* **WHAT IS EXPECTED**: If a line in the entries below includes "units", pick it out and copy it.

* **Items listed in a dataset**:
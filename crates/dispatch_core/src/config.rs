//! Environment-driven configuration, layered over typed defaults the way
//! `stateset-api::config` layers `config::Environment` over a `serde`
//! struct — `sim_core` carries no configuration crate at all (its
//! `ScenarioParams` is a hand-built `Default` + builder-method struct), so
//! this module's shape is imported wholesale from the sibling
//! backend-service example.

use config::{Config, Environment};
use serde::Deserialize;

use crate::error::{DispatchError, Result};

fn default_max_pizzas_per_cluster() -> u32 {
    10
}

fn default_cluster_time_window_minutes() -> i64 {
    15
}

fn default_cluster_distance_threshold() -> f64 {
    120.0
}

fn default_eta_threshold_minutes() -> i64 {
    10
}

fn default_time_for_payment_secs() -> i64 {
    120
}

fn default_max_hotness_minutes() -> i64 {
    20
}

fn default_lateness_tolerance_minutes() -> i64 {
    10
}

fn default_max_relaxation_rounds() -> u32 {
    3
}

/// The unit a `RouteProvider`'s distance matrix is expressed in. Spec.md §9
/// flags `CLUSTER_DISTANCE_THRESHOLD` as unit-ambiguous in the source; this
/// field exists precisely so the unit is never implicit.
#[derive(Clone, Copy, Debug, PartialEq, Eq, Deserialize)]
#[serde(rename_all = "snake_case")]
pub enum Metric {
    Duration,
    Distance,
}

#[derive(Clone, Debug, Deserialize)]
pub struct ClusteringConfig {
    #[serde(default = "default_max_pizzas_per_cluster")]
    pub max_pizzas_per_cluster: u32,
    #[serde(default = "default_cluster_time_window_minutes")]
    pub cluster_time_window_minutes: i64,
    #[serde(default = "default_cluster_distance_threshold")]
    pub cluster_distance_threshold: f64,
    #[serde(default = "default_eta_threshold_minutes")]
    pub eta_threshold_minutes: i64,
    pub depot_lon: f64,
    pub depot_lat: f64,
    pub depot_address: String,
    pub depot_postal_code: String,
    pub depot_city: String,
    pub depot_country: String,
}

impl Default for ClusteringConfig {
    fn default() -> Self {
        Self {
            max_pizzas_per_cluster: default_max_pizzas_per_cluster(),
            cluster_time_window_minutes: default_cluster_time_window_minutes(),
            cluster_distance_threshold: default_cluster_distance_threshold(),
            eta_threshold_minutes: default_eta_threshold_minutes(),
            depot_lon: 9.1900,
            depot_lat: 45.4642,
            depot_address: "Via Roma 1".to_string(),
            depot_postal_code: "20100".to_string(),
            depot_city: "Milano".to_string(),
            depot_country: "IT".to_string(),
        }
    }
}

#[derive(Clone, Copy, Debug, PartialEq, Eq, Deserialize)]
#[serde(rename_all = "snake_case")]
pub enum ChefExperience {
    Junior,
    Middle,
    Senior,
}

#[derive(Clone, Copy, Debug, PartialEq, Eq, Deserialize)]
#[serde(rename_all = "snake_case")]
pub enum PizzaType {
    RuotaDiCarroNapoletana,
    Napoletana,
    Contemporanea,
    Classica,
}

#[derive(Clone, Debug, Deserialize)]
pub struct KitchenConfig {
    pub chefs: u32,
    pub chef_experience: ChefExperience,
    /// Pizzas completable per 120s cycle, keyed by experience level.
    pub chef_capacity: std::collections::HashMap<String, u32>,
    /// Bake duration in seconds, keyed by pizza type.
    pub bake_times: std::collections::HashMap<String, i64>,
    pub num_ovens: u32,
    pub single_oven_capacity: u32,
    pub pizza_type: PizzaType,
}

impl Default for KitchenConfig {
    fn default() -> Self {
        let mut chef_capacity = std::collections::HashMap::new();
        chef_capacity.insert("junior".to_string(), 2);
        chef_capacity.insert("middle".to_string(), 3);
        chef_capacity.insert("senior".to_string(), 4);

        let mut bake_times = std::collections::HashMap::new();
        bake_times.insert("ruota_di_carro_napoletana".to_string(), 90);
        bake_times.insert("napoletana".to_string(), 90);
        bake_times.insert("contemporanea".to_string(), 120);
        bake_times.insert("classica".to_string(), 150);

        Self {
            chefs: 2,
            chef_experience: ChefExperience::Middle,
            chef_capacity,
            bake_times,
            num_ovens: 1,
            single_oven_capacity: 5,
            pizza_type: PizzaType::Napoletana,
        }
    }
}

#[derive(Clone, Debug, Deserialize)]
pub struct RouteProviderConfig {
    /// Selects the concrete `RouteProvider` implementation to build.
    #[serde(default)]
    pub kind: RouteProviderKindConfig,
    pub endpoint: Option<String>,
    pub api_key: Option<String>,
    pub profile: Option<String>,
    /// Required, non-defaulted: see §9 Open Questions on the threshold's
    /// unit ambiguity.
    pub metric: Metric,
    pub units: Option<String>,
}

#[derive(Clone, Copy, Debug, Default, PartialEq, Eq, Deserialize)]
#[serde(rename_all = "snake_case")]
pub enum RouteProviderKindConfig {
    #[default]
    Http,
    InMemory,
}

impl Default for RouteProviderConfig {
    fn default() -> Self {
        Self {
            kind: RouteProviderKindConfig::default(),
            endpoint: None,
            api_key: None,
            profile: Some("driving-car".to_string()),
            metric: Metric::Duration,
            units: Some("m".to_string()),
        }
    }
}

#[derive(Clone, Debug, Deserialize)]
pub struct AssignmentConfig {
    #[serde(default = "default_time_for_payment_secs")]
    pub time_for_payment_secs: i64,
    #[serde(default = "default_max_hotness_minutes")]
    pub max_hotness_minutes: i64,
    #[serde(default = "default_lateness_tolerance_minutes")]
    pub lateness_tolerance_minutes: i64,
    #[serde(default = "default_max_relaxation_rounds")]
    pub max_relaxation_rounds: u32,
    pub wait_time_weight: f64,
    pub max_lateness_weight: f64,
    pub route_duration_weight: f64,
}

impl Default for AssignmentConfig {
    fn default() -> Self {
        Self {
            time_for_payment_secs: default_time_for_payment_secs(),
            max_hotness_minutes: default_max_hotness_minutes(),
            lateness_tolerance_minutes: default_lateness_tolerance_minutes(),
            max_relaxation_rounds: default_max_relaxation_rounds(),
            wait_time_weight: 0.2,
            max_lateness_weight: 0.5,
            route_duration_weight: 0.3,
        }
    }
}

#[derive(Clone, Debug, Default, Deserialize)]
pub struct DispatchConfig {
    #[serde(default)]
    pub clustering: ClusteringConfig,
    #[serde(default)]
    pub kitchen: KitchenConfig,
    #[serde(default)]
    pub route_provider: RouteProviderConfig,
    #[serde(default)]
    pub assignment: AssignmentConfig,
}

impl DispatchConfig {
    /// Loads configuration from environment variables prefixed `DISPATCH_`,
    /// layered over the struct-level `Default` impls (nested fields use
    /// `__` as the separator, e.g. `DISPATCH_KITCHEN__CHEFS`).
    pub fn from_env() -> Result<Self> {
        let settings = Config::builder()
            .add_source(Environment::with_prefix("DISPATCH").separator("__"))
            .build()?;

        match settings.try_deserialize() {
            Ok(config) => Ok(config),
            Err(config::ConfigError::NotFound(_)) => Ok(Self::default()),
            Err(err) => Err(DispatchError::from(err)),
        }
    }
}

* **ANSWER TO THE PROBLEM**:
    pub units: Option<String>,
            units: Some("m".to_string()),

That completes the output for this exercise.